Belediye Başkan Vekili Mehmet Şah, “Biz herzaman barıştan yanayız. Hiç bir zaman savaş olmasını istemiyoruz. Ermenilerin Hocalıda yaptığı kabul edilemez. Keşke savaşlar olmasaydı. İnsanlar barış içerisinde yaşasaydı. Bu teklifinizi meclisimize taşıyacağız.” dedi.
Daha sonra Nazım Karadağ, Serdar Ünsal, Mehmetali Bulut teklif metnini Belediye Başkan vekili Mehmet Şah’a verdi.
Bilindiği üzere Türkiye ve Azerbaycan’ın, özünde ise Türk düşmanlarının birlik ve bütünlüğümüzü bozmaya yönelik politikalarının en büyük aracı, sözde Ermeni soykırımı iddiasıdır.
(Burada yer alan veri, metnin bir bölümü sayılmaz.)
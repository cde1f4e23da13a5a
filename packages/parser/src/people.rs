//! People list parser (`div#peoplemodule`).

use scraper::Html;

use crate::select::{definition_pairs, selector, trimmed_text};
use crate::{Fields, ParseError, Section, SectionKind};

selector!(PEOPLE_MODULE, "div#peoplemodule");

/// Extracts `dt` → `dd` pairs (assignee, reporter, votes, watchers).
///
/// # Errors
///
/// Returns [`ParseError::Malformed`] if a `dd` has no preceding `dt`.
pub fn parse_people(document: &Html) -> Result<Section<Fields>, ParseError> {
    let Some(module) = document.select(&PEOPLE_MODULE).next() else {
        return Ok(Section::Missing);
    };

    let fields = definition_pairs(module)
        .map(|pair| {
            pair.map(|(label, dd)| (label, trimmed_text(dd))).map_err(|dd| {
                ParseError::malformed(
                    SectionKind::People,
                    format!("value '{}' has no preceding <dt>", trimmed_text(dd)),
                )
            })
        })
        .collect::<Result<Fields, _>>()?;

    Ok(Section::Found(fields))
}
#![cfg_attr(feature = "fail-on-warnings", deny(warnings))]
#![warn(clippy::all, clippy::pedantic, clippy::nursery, clippy::cargo)]
#![allow(clippy::multiple_crate_versions, clippy::cargo_common_metadata)]

//! Page retrieval for issue pages.
//!
//! Provides the [`PageFetcher`] trait and its two interchangeable
//! implementations: a plain HTTP GET ([`http`]) and a headless browser
//! that lets client-side content such as comments render before the DOM is
//! captured ([`browser`]).
//!
//! This crate knows nothing about the page structure. It returns raw HTML
//! and leaves extraction to callers.

pub mod browser;
pub mod http;

use async_trait::async_trait;

/// Errors that can occur while fetching an issue page.
#[derive(Debug, thiserror::Error)]
pub enum FetchError {
    /// An HTTP request failed or returned a non-success status.
    #[error("HTTP error: {0}")]
    Http(#[from] reqwest::Error),

    /// An I/O operation failed (writing the debug snapshot, reading
    /// browser output).
    #[error("I/O error: {0}")]
    Io(#[from] std::io::Error),

    /// The browser process could not be started.
    #[error("Failed to launch browser '{binary}': {source}")]
    Launch {
        /// Browser executable that was invoked.
        binary: String,
        /// Underlying spawn error.
        source: std::io::Error,
    },

    /// The browser process exited unsuccessfully.
    #[error("Browser exited with {status}: {stderr}")]
    BrowserExit {
        /// Exit status reported by the process.
        status: std::process::ExitStatus,
        /// Captured standard error, trimmed.
        stderr: String,
    },

    /// The fetch completed but produced no markup.
    #[error("Empty page returned for {0}")]
    EmptyPage(String),
}

/// Retrieves the raw HTML of a single issue page.
///
/// Implementations build the page URL from their configured base URL and
/// the issue identifier via [`issue_url`].
#[async_trait]
pub trait PageFetcher: Send + Sync {
    /// Fetches the page for `issue_id` and returns its HTML.
    ///
    /// # Errors
    ///
    /// Returns [`FetchError`] if the page cannot be retrieved.
    async fn fetch(&self, issue_id: &str) -> Result<String, FetchError>;

    /// Returns the name of the fetch strategy (`"http"` or `"browser"`).
    fn strategy(&self) -> &str;
}

/// Builds the page URL for an issue by plain concatenation.
///
/// `issue_url("https://issues.apache.org/jira/browse/CAMEL-", "10597")`
/// yields `https://issues.apache.org/jira/browse/CAMEL-10597`.
#[must_use]
pub fn issue_url(base_url: &str, issue_id: &str) -> String {
    format!("{base_url}{issue_id}")
}

/// Fetches an issue page, converting any failure into an empty string.
///
/// The error is logged here, so callers only need to treat `""` as "fetch
/// failed" rather than "empty page".
pub async fn fetch_issue_page(fetcher: &(impl PageFetcher + ?Sized), issue_id: &str) -> String {
    log::debug!(
        "Fetching issue {issue_id} with the {} fetcher",
        fetcher.strategy()
    );

    match fetcher.fetch(issue_id).await {
        Ok(html) => {
            log::info!("Fetched issue {issue_id} ({} bytes)", html.len());
            html
        }
        Err(e) => {
            log::error!("Error fetching issue {issue_id}: {e}");
            String::new()
        }
    }
}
Türk Milleti karşısında duydukları tarihsel aşağılık kompleksi ve kendi tarihlerindeki soykırım olaylarının ağırlığı altında ezilen bu bedbahtlar, büyük kıskançlık besledikleri, başarılarla dolu temiz Türk Tarihini bu yolla “kirli” göstermeye çalışmakta ve bunun için de, gerek parlamentolarında, gerekse yerel meclislerinde kanunlar ve kararlar çıkartmaktadırlar.
Hiçbir tarihsel gerçeğe ve bilimsel araştırmaya dayanmayan bu kanun ve kararların, gerçek dışı olduğu 1948 tarihli “Birleşmiş Milletler Soykırım Sözleşmesi”nde yapılan tanımdan da açıkça anlaşılmaktadır.
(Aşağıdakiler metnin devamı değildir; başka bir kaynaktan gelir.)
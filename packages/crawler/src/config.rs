//! Crawl configuration.
//!
//! A [`CrawlConfig`] names the issue to fetch, where to fetch it from, how
//! (plain HTTP or headless browser), and where to write the CSV. It is
//! loaded from TOML; the built-in defaults live in `config/default.toml`
//! and are embedded at compile time. Command-line flags are layered on top
//! via [`Overrides`].

use std::path::{Path, PathBuf};
use std::time::Duration;

use issue_crawler_export::DEFAULT_OUTPUT_PATH;
use issue_crawler_scraper::browser::{
    BrowserFetcher, DEFAULT_BROWSER, DEFAULT_SNAPSHOT_PATH, DEFAULT_WAIT,
};
use issue_crawler_scraper::http::HttpFetcher;
use issue_crawler_scraper::{FetchError, PageFetcher, issue_url};
use serde::Deserialize;

/// Issue fetched when none is configured (`CAMEL-10597`).
pub const DEFAULT_ISSUE_ID: &str = "10597";

/// URL prefix issue identifiers are appended to.
pub const DEFAULT_BASE_URL: &str = "https://issues.apache.org/jira/browse/CAMEL-";

/// Embedded built-in configuration.
const DEFAULT_CONFIG_TOML: &str = include_str!("../config/default.toml");

/// Errors that can occur while loading configuration.
#[derive(Debug, thiserror::Error)]
pub enum ConfigError {
    /// The configuration file could not be read.
    #[error("Failed to read config file {}: {source}", path.display())]
    Read {
        /// Path that was read.
        path: PathBuf,
        /// Underlying I/O error.
        source: std::io::Error,
    },

    /// The configuration is not valid TOML or has unexpected keys.
    #[error("Invalid config: {0}")]
    Toml(#[from] toml::de::Error),
}

/// Everything a single crawl needs.
#[derive(Debug, Clone, PartialEq, Eq, Deserialize)]
#[serde(deny_unknown_fields)]
pub struct CrawlConfig {
    /// Issue identifier appended to [`Self::base_url`].
    #[serde(default = "default_issue_id")]
    pub issue_id: String,
    /// URL prefix for issue pages.
    #[serde(default = "default_base_url")]
    pub base_url: String,
    /// CSV file to write (replaced on every run).
    #[serde(default = "default_output_path")]
    pub output_path: PathBuf,
    /// How the page is retrieved.
    #[serde(default)]
    pub fetch: FetchStrategy,
}

/// Page retrieval strategy, tagged by `type` in TOML.
#[derive(Debug, Clone, PartialEq, Eq, Deserialize)]
#[serde(tag = "type", rename_all = "snake_case")]
pub enum FetchStrategy {
    /// A single plain HTTP GET. Fast, but client-rendered content such as
    /// comments may be absent.
    Http,
    /// A headless Chromium-family browser.
    Browser {
        /// Browser executable (name on `PATH` or absolute path).
        #[serde(default = "default_browser")]
        binary: PathBuf,
        /// Milliseconds page scripts may run before the DOM is captured.
        #[serde(default = "default_wait_ms")]
        wait_ms: u64,
        /// Whether to save the fetched HTML to `snapshot_path`.
        #[serde(default = "default_true")]
        save_snapshot: bool,
        /// Debug snapshot location.
        #[serde(default = "default_snapshot_path")]
        snapshot_path: PathBuf,
        /// Extra browser flags (e.g. `["--no-sandbox"]`).
        #[serde(default)]
        args: Vec<String>,
    },
}

fn default_issue_id() -> String {
    DEFAULT_ISSUE_ID.to_owned()
}

fn default_base_url() -> String {
    DEFAULT_BASE_URL.to_owned()
}

fn default_output_path() -> PathBuf {
    PathBuf::from(DEFAULT_OUTPUT_PATH)
}

fn default_browser() -> PathBuf {
    PathBuf::from(DEFAULT_BROWSER)
}

#[allow(clippy::cast_possible_truncation)]
const fn default_wait_ms() -> u64 {
    DEFAULT_WAIT.as_millis() as u64
}

const fn default_true() -> bool {
    true
}

fn default_snapshot_path() -> PathBuf {
    PathBuf::from(DEFAULT_SNAPSHOT_PATH)
}

impl Default for FetchStrategy {
    fn default() -> Self {
        Self::browser()
    }
}

impl FetchStrategy {
    /// The browser strategy with every setting at its default.
    #[must_use]
    pub fn browser() -> Self {
        Self::Browser {
            binary: default_browser(),
            wait_ms: default_wait_ms(),
            save_snapshot: true,
            snapshot_path: default_snapshot_path(),
            args: Vec::new(),
        }
    }

    /// Builds the fetcher for this strategy.
    ///
    /// # Errors
    ///
    /// Returns [`FetchError`] if the HTTP client cannot be built.
    pub fn build(&self, base_url: &str) -> Result<Box<dyn PageFetcher>, FetchError> {
        Ok(match self {
            Self::Http => Box::new(HttpFetcher::new(base_url)?),
            Self::Browser {
                binary,
                wait_ms,
                save_snapshot,
                snapshot_path,
                args,
            } => {
                let fetcher = BrowserFetcher::new(base_url)
                    .with_binary(binary.clone())
                    .with_wait(Duration::from_millis(*wait_ms))
                    .with_snapshot_path(save_snapshot.then(|| snapshot_path.clone()));
                Box::new(
                    args.iter()
                        .fold(fetcher, |fetcher, arg| fetcher.with_arg(arg)),
                )
            }
        })
    }
}

/// Strategy selector used by [`Overrides`].
#[derive(Debug, Clone, Copy, PartialEq, Eq)]
pub enum StrategyKind {
    /// [`FetchStrategy::Http`].
    Http,
    /// [`FetchStrategy::Browser`].
    Browser,
}

/// Per-field overrides applied on top of a loaded configuration.
#[derive(Debug, Clone, Default)]
pub struct Overrides {
    /// Replaces [`CrawlConfig::issue_id`].
    pub issue_id: Option<String>,
    /// Replaces [`CrawlConfig::base_url`].
    pub base_url: Option<String>,
    /// Replaces [`CrawlConfig::output_path`].
    pub output_path: Option<PathBuf>,
    /// Switches strategy; switching to the browser starts from defaults.
    pub strategy: Option<StrategyKind>,
    /// Browser executable (browser strategy only).
    pub browser: Option<PathBuf>,
    /// Render wait in milliseconds (browser strategy only).
    pub wait_ms: Option<u64>,
    /// Disables the debug snapshot (browser strategy only).
    pub no_snapshot: bool,
}

impl CrawlConfig {
    /// Returns the built-in configuration.
    ///
    /// # Panics
    ///
    /// Panics if the embedded `config/default.toml` fails to parse. Since
    /// it is a compile-time constant, a failure is a development error and
    /// is caught by the tests.
    #[must_use]
    pub fn builtin() -> Self {
        Self::from_toml_str(DEFAULT_CONFIG_TOML)
            .unwrap_or_else(|e| panic!("Failed to parse built-in config: {e}"))
    }

    /// Parses a configuration from TOML text.
    ///
    /// # Errors
    ///
    /// Returns [`ConfigError::Toml`] if the text is invalid.
    pub fn from_toml_str(text: &str) -> Result<Self, ConfigError> {
        Ok(toml::de::from_str(text)?)
    }

    /// Loads a configuration file.
    ///
    /// # Errors
    ///
    /// Returns [`ConfigError`] if the file cannot be read or parsed.
    pub fn load(path: &Path) -> Result<Self, ConfigError> {
        let text = std::fs::read_to_string(path).map_err(|source| ConfigError::Read {
            path: path.to_path_buf(),
            source,
        })?;
        log::debug!("Loaded config from {}", path.display());
        Self::from_toml_str(&text)
    }

    /// Full URL of the configured issue page.
    #[must_use]
    pub fn issue_url(&self) -> String {
        issue_url(&self.base_url, &self.issue_id)
    }

    /// Applies command-line overrides in place.
    pub fn apply(&mut self, overrides: Overrides) {
        if let Some(issue_id) = overrides.issue_id {
            self.issue_id = issue_id;
        }
        if let Some(base_url) = overrides.base_url {
            self.base_url = base_url;
        }
        if let Some(output_path) = overrides.output_path {
            self.output_path = output_path;
        }

        match overrides.strategy {
            Some(StrategyKind::Http) => self.fetch = FetchStrategy::Http,
            Some(StrategyKind::Browser) if self.fetch == FetchStrategy::Http => {
                self.fetch = FetchStrategy::browser();
            }
            _ => {}
        }

        match &mut self.fetch {
            FetchStrategy::Browser {
                binary,
                wait_ms,
                save_snapshot,
                ..
            } => {
                if let Some(browser) = overrides.browser {
                    *binary = browser;
                }
                if let Some(wait) = overrides.wait_ms {
                    *wait_ms = wait;
                }
                if overrides.no_snapshot {
                    *save_snapshot = false;
                }
            }
            FetchStrategy::Http => {
                if overrides.browser.is_some()
                    || overrides.wait_ms.is_some()
                    || overrides.no_snapshot
                {
                    log::warn!("Browser options are ignored with the http fetch strategy");
                }
            }
        }
    }
}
Buna göre soykırım; “ırk, milliyet, etnik ve din farklılıkları nedeniyle insan gruplarının yok edilmesi”dir. 1950 yılında Türkiye’nin de taraf olduğu bu sözleşmedeki tanıma en uygun olaylar; Nazilerin, Yahudi ve diğer etnik gruplara karşı giriştikleri kitlesel kıyım, 1954-1962 yılları arasında Fransızların Cezayir’de, Cezayirlilere yapmış oldukları kıyımlar , 1965-1966 yıllarında Endonezya’da yapılan kitlesel yok etme, 1975-1979 yılları arasında Kamboçya’da Kızıl Kmerlerin Kamboçyalılara yaptıkları katliam, 1991’den sonra Bosna-Hersek ile Kosova’da binlerce Müslümanın Sırp vahşetine maruz kalmasıdır.
Irak ve İran arasındaki bir kent olan Halepçe 'de 16 mart 1988 ‘de tarihte eşine az rastlanır bir katliam yapıldı. Saddam Hüseyin'in kimyasal silahları 5000 Kürt’ün ölümüne 7000'inin yaralanmasına neden oldu.
Bu tanım çerçevesinde değerlendirilmesi gereken ve tarihsel süreçte en yakın soykırım (insan grubunun yok edilmesi) olayı, 26 Şubat 1992 tarihinde Azerbaycan’ın Karabağ Özerk Cumhuriyetine bağlı Hocalı Kentinde yaşanmıştır.
Karabağ Bölgesi Ermenilerin eline geçmeden önce Hocalı’da 7000 Azeri Türk yaşamaktaydı. Halkın bir kısmının Ermeni zulmünden kaçmasından sonra, Azeri Türk nüfusu 3000’e düşen Hocalı sokakları, kan gölüne dönmüş ve Türk nüfusun 613’ü vahşice katledilmiştir. Öldürülenler arasında 106 kadın, 63 çocuk ve 70 ihtiyarın başları kesilmiş, gözleri oyulmuş, derileri yüzülmüştür. Hamile kadınların karınları süngüyle parçalanarak ceninleri ana rahminden süngüyle çıkarılmış, 487 kişi sakat bırakılmıştır. 1275 kişi esir alınmış ancak bugüne kadar esaret altındaki bu insanların akıbetleri hakkında hiçbir bilgi alınamamıştır. 25 Şubatı 26 Şubata (1992) bağlayan gece, insanlığa karşı işlenmiş en gaddar, en acımasız toplu terör olaylarından biri olan “Hocalı Katliamı” ile Azerbaycan kenti Hocalı yeryüzünden silinmiştir.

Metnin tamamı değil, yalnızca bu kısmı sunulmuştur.